Per iniziare, prepara le miscele di siero ed enzimi insieme ai rispettivi controlli. Nel lettore di micropiastre, è possibile impostare un protocollo di lettura cinetica per misurare l'assorbanza a 260 nanometri con l'intervallo di lettura più breve per 30 minuti. Successivamente, scongelare tutti i campioni congelati su ghiaccio e diluire ogni campione scongelato da 1 a 10 con 1x PBS preriscaldato a 37 gradi Celsius in provette per microcentrifuga LoBind.
Per preparare un brodo di adenosina da cinque millimolari, aggiungere 66,8 milligrammi di adenosina a 50 millilitri di 1x PBS. Dopo averla diluita in una soluzione da 250 micromolari, preriscaldare l'adenosina a 37 gradi Celsius in un'incubatrice. A una micropiastra compatibile con i raggi ultravioletti a 96 pozzetti, aggiungere 160 microlitri di adenosina seguiti da 40 microlitri di ciascun campione di proteina diluita in triplicati.
Misurare l'assorbanza di ciascun pozzetto a 260 nanometri per 30 minuti a 37 gradi Celsius. Per l'analisi dei dati, esportare i dati in un foglio di calcolo, quindi determinare la pendenza della regione lineare dei dati di assorbanza in funzione del tempo per i primi minuti. Sottrarre la pendenza del controllo negativo costituito da siero umano aggregato o PBS dalle pendenze rispettivamente delle miscele di enzimi più siero e delle miscele di enzimi più PBS.

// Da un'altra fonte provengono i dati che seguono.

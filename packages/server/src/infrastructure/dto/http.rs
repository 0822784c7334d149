//! HTTP API DTOs.

use serde::{Deserialize, Serialize};

/// Header carrying the publisher's own socket id; that socket gets no echo.
pub const SOCKET_ID_HEADER: &str = "x-socket-id";

#[derive(Debug, Clone, PartialEq, Eq, Serialize, Deserialize)]
pub struct SignupRequest {
    pub username: String,
    pub email: String,
    pub password: String,
}

#[derive(Debug, Clone, PartialEq, Eq, Serialize, Deserialize)]
pub struct SigninRequest {
    pub email: String,
    pub password: String,
}

#[derive(Debug, Clone, PartialEq, Eq, Serialize, Deserialize)]
pub struct UserDto {
    pub id: String,
    pub username: String,
    pub email: String,
    pub rooms: Vec<String>,
}

/// Response of sign-up and sign-in
#[derive(Debug, Clone, PartialEq, Eq, Serialize, Deserialize)]
#[serde(rename_all = "camelCase")]
pub struct AuthResponse {
    pub user: UserDto,
    pub token: String,
    /// Unix seconds
    pub expires_at: i64,
}

#[derive(Debug, Clone, PartialEq, Eq, Serialize, Deserialize)]
pub struct ErrorResponse {
    pub message: String,
}

#[derive(Debug, Clone, PartialEq, Eq, Serialize, Deserialize)]
pub struct CreateRoomRequest {
    pub name: String,
}

#[derive(Debug, Clone, PartialEq, Eq, Serialize, Deserialize)]
#[serde(rename_all = "camelCase")]
pub struct RoomSummaryDto {
    pub id: String,
    pub name: String,
    pub language: String,
    pub created_at: String,
}

#[derive(Debug, Clone, PartialEq, Eq, Serialize, Deserialize)]
pub struct FileDto {
    pub name: String,
    pub language: String,
    pub content: String,
}

#[derive(Debug, Clone, PartialEq, Eq, Default, Serialize, Deserialize)]
#[serde(rename_all = "camelCase")]
pub struct TerminalsDto {
    pub input: String,
    pub output: String,
    pub is_loading: bool,
}

/// Latest snapshot of a room, used by late joiners
#[derive(Debug, Clone, PartialEq, Eq, Serialize, Deserialize)]
#[serde(rename_all = "camelCase")]
pub struct RoomDetailDto {
    pub id: String,
    pub name: String,
    pub code: String,
    pub language: String,
    pub active_file: Option<FileDto>,
    pub terminals: TerminalsDto,
}

#[derive(Debug, Clone, PartialEq, Eq, Serialize, Deserialize)]
pub struct RoomDetailsResponse {
    pub room: RoomDetailDto,
}

#[derive(Debug, Clone, PartialEq, Eq, Serialize, Deserialize)]
#[serde(rename_all = "camelCase")]
pub struct SaveFileRequest {
    pub name: String,
    pub content: String,
    pub language: String,
    pub room_id: String,
}

#[derive(Debug, Clone, PartialEq, Eq, Serialize, Deserialize)]
#[serde(rename_all = "camelCase")]
pub struct SavedFileDto {
    pub id: String,
    pub room_id: String,
    pub name: String,
    pub language: String,
    pub content: String,
    pub saved_by: String,
    pub saved_at: String,
}

#[derive(Debug, Clone, PartialEq, Eq, Serialize, Deserialize)]
pub struct SaveFileResponse {
    pub file: SavedFileDto,
}

#[derive(Debug, Clone, PartialEq, Eq, Serialize, Deserialize)]
pub struct FilesResponse {
    pub files: Vec<SavedFileDto>,
}

/// Response of the publish endpoints. Sent before any subscriber has received the event.
#[derive(Debug, Clone, PartialEq, Eq, Serialize, Deserialize)]
pub struct PublishResponse {
    pub success: bool,
    #[serde(default, skip_serializing_if = "Option::is_none")]
    pub message: Option<String>,
}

Infine, normalizzare tutte le pendenze regolate alla pendenza originale al punto dell'ora zero per ottenere la frazione di attività rimanente utilizzando l'equazione e tracciare la frazione di attività rimanente rispetto al tempo. L'attività di HsADA1 wildtype è diminuita più rapidamente nel siero umano aggregato rispetto a 1x PBS in cinque giorni. Le curve di declino dell'assorbanza per HsADA1 wildtype hanno mostrato una pendenza iniziale più ripida al giorno zero rispetto al quinto giorno.
I campioni di controllo negativi hanno mostrato una variazione trascurabile dell'assorbanza rispetto ai campioni enzimatici.